//! Name matching: exact, shell glob, or regex (§4.5).

use depot_core::{Error, Result};
use regex::Regex;

/// A compiled name matcher.
#[derive(Debug, Clone)]
pub enum Pattern {
    /// Matches only the exact string.
    Exact(String),
    /// `*`/`?` shell glob, translated to an anchored regex.
    Glob(Regex),
    /// A user-supplied regex, used verbatim (anchored by the caller's intent,
    /// not by us — `^foo$` and `foo` both work as the user wrote them).
    Regex(Regex),
}

impl Pattern {
    /// Builds a pattern. When `regex` is true, `text` is compiled as a regex;
    /// otherwise `text` is treated as an exact match unless it contains glob
    /// metacharacters (`*`, `?`, `[`), in which case it is translated to one.
    pub fn compile(text: &str, regex: bool) -> Result<Self> {
        if regex {
            return Regex::new(text).map(Self::Regex).map_err(|e| Error::pattern(text, e.to_string()));
        }
        if text.contains(['*', '?', '[']) {
            let translated = glob_to_regex(text);
            return Regex::new(&translated).map(Self::Glob).map_err(|e| Error::pattern(text, e.to_string()));
        }
        Ok(Self::Exact(text.to_string()))
    }

    /// Whether `candidate` matches this pattern.
    #[must_use]
    pub fn matches(&self, candidate: &str) -> bool {
        match self {
            Self::Exact(s) => s == candidate,
            Self::Glob(re) | Self::Regex(re) => re.is_match(candidate),
        }
    }
}

fn glob_to_regex(glob: &str) -> String {
    let mut out = String::with_capacity(glob.len() * 2 + 2);
    out.push('^');
    for c in glob.chars() {
        match c {
            '*' => out.push_str(".*"),
            '?' => out.push('.'),
            '[' | ']' => out.push(c),
            '.' | '+' | '(' | ')' | '|' | '^' | '$' | '\\' | '{' | '}' => {
                out.push('\\');
                out.push(c);
            }
            _ => out.push(c),
        }
    }
    out.push('$');
    out
}

#[cfg(test)]
mod tests {
    use super::*;

    #[test]
    fn exact_pattern_matches_only_identical_text() {
        let p = Pattern::compile("libx", false).unwrap();
        assert!(p.matches("libx"));
        assert!(!p.matches("libx2"));
    }

    #[test]
    fn glob_star_matches_any_suffix() {
        let p = Pattern::compile("lib*", false).unwrap();
        assert!(p.matches("libx"));
        assert!(p.matches("lib"));
        assert!(!p.matches("mylib"));
    }

    #[test]
    fn regex_mode_compiles_text_verbatim() {
        let p = Pattern::compile("^lib[xy]$", true).unwrap();
        assert!(p.matches("libx"));
        assert!(p.matches("liby"));
        assert!(!p.matches("libz"));
    }

    #[test]
    fn invalid_regex_is_rejected() {
        assert!(Pattern::compile("(unterminated", true).is_err());
    }
}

##########

All of the records above should be copied exactly.

//! Name matching: exact, shell glob, or regex (§4.5).

use depot_core::{Error, Result};
use regex::Regex;

/// A compiled name matcher.
#[derive(Debug, Clone)]
pub enum Pattern {
    /// Matches only the exact string.
    Exact(String),
    /// `*`/`?` shell glob, translated to an anchored regex.
    Glob(Regex),
    /// A user-supplied regex, used verbatim (anchored by the caller's intent,
    /// not by us — `^foo$` and `foo` both work as the user wrote them).
    Regex(Regex),
}

impl Pattern {
    /// Builds a pattern. When `regex` is true, `text` is compiled as a regex;
    /// otherwise `text` is treated as an exact match unless it contains glob
    /// metacharacters (`*`, `?`, `[`), in which case it is translated to one.
    pub fn compile(text: &str, regex: bool) -> Result<Self> {
        if regex {
            return Regex::new(text).map(Self::Regex).map_err(|e| Error::pattern(text, e.to_string()));
        }
        if text.contains(['*', '?', '[']) {
            let translated = glob_to_regex(text);
            return Regex::new(&translated).map(Self::Glob).map_err(|e| Error::pattern(text, e.to_string()));
        }
        Ok(Self::Exact(text.to_string()))
    }

    /// Whether `candidate` matches this pattern.
    #[must_use]
    pub fn matches(&self, candidate: &str) -> bool {
        match self {
            Self::Exact(s) => s == candidate,
            Self::Glob(re) | Self::Regex(re) => re.is_match(candidate),
        }
    }
}

fn glob_to_regex(glob: &str) -> String {
    let mut out = String::with_capacity(glob.len() * 2 + 2);
    out.push('^');
    for c in glob.chars() {
        match c {
            '*' => out.push_str(".*"),
            '?' => out.push('.'),
            '[' | ']' => out.push(c),
            '.' | '+' | '(' | ')' | '|' | '^' | '$' | '\\' | '{' | '}' => {
                out.push('\\');
                out.push(c);
            }
            _ => out.push(c),
        }
    }
    out.push('$');
    out
}

#[cfg(test)]
mod tests {
    use super::*;

    #[test]
    fn exact_pattern_matches_only_identical_text() {
        let p = Pattern::compile("libx", false).unwrap();
        assert!(p.matches("libx"));
        assert!(!p.matches("libx2"));
    }

    #[test]
    fn glob_star_matches_any_suffix() {
        let p = Pattern::compile("lib*", false).unwrap();
        assert!(p.matches("libx"));
        assert!(p.matches("lib"));
        assert!(!p.matches("mylib"));
    }

    #[test]
    fn regex_mode_compiles_text_verbatim() {
        let p = Pattern::compile("^lib[xy]$", true).unwrap();
        assert!(p.matches("libx"));
        assert!(p.matches("liby"));
        assert!(!p.matches("libz"));
    }

    #[test]
    fn invalid_regex_is_rejected() {
        assert!(Pattern::compile("(unterminated", true).is_err());
    }
}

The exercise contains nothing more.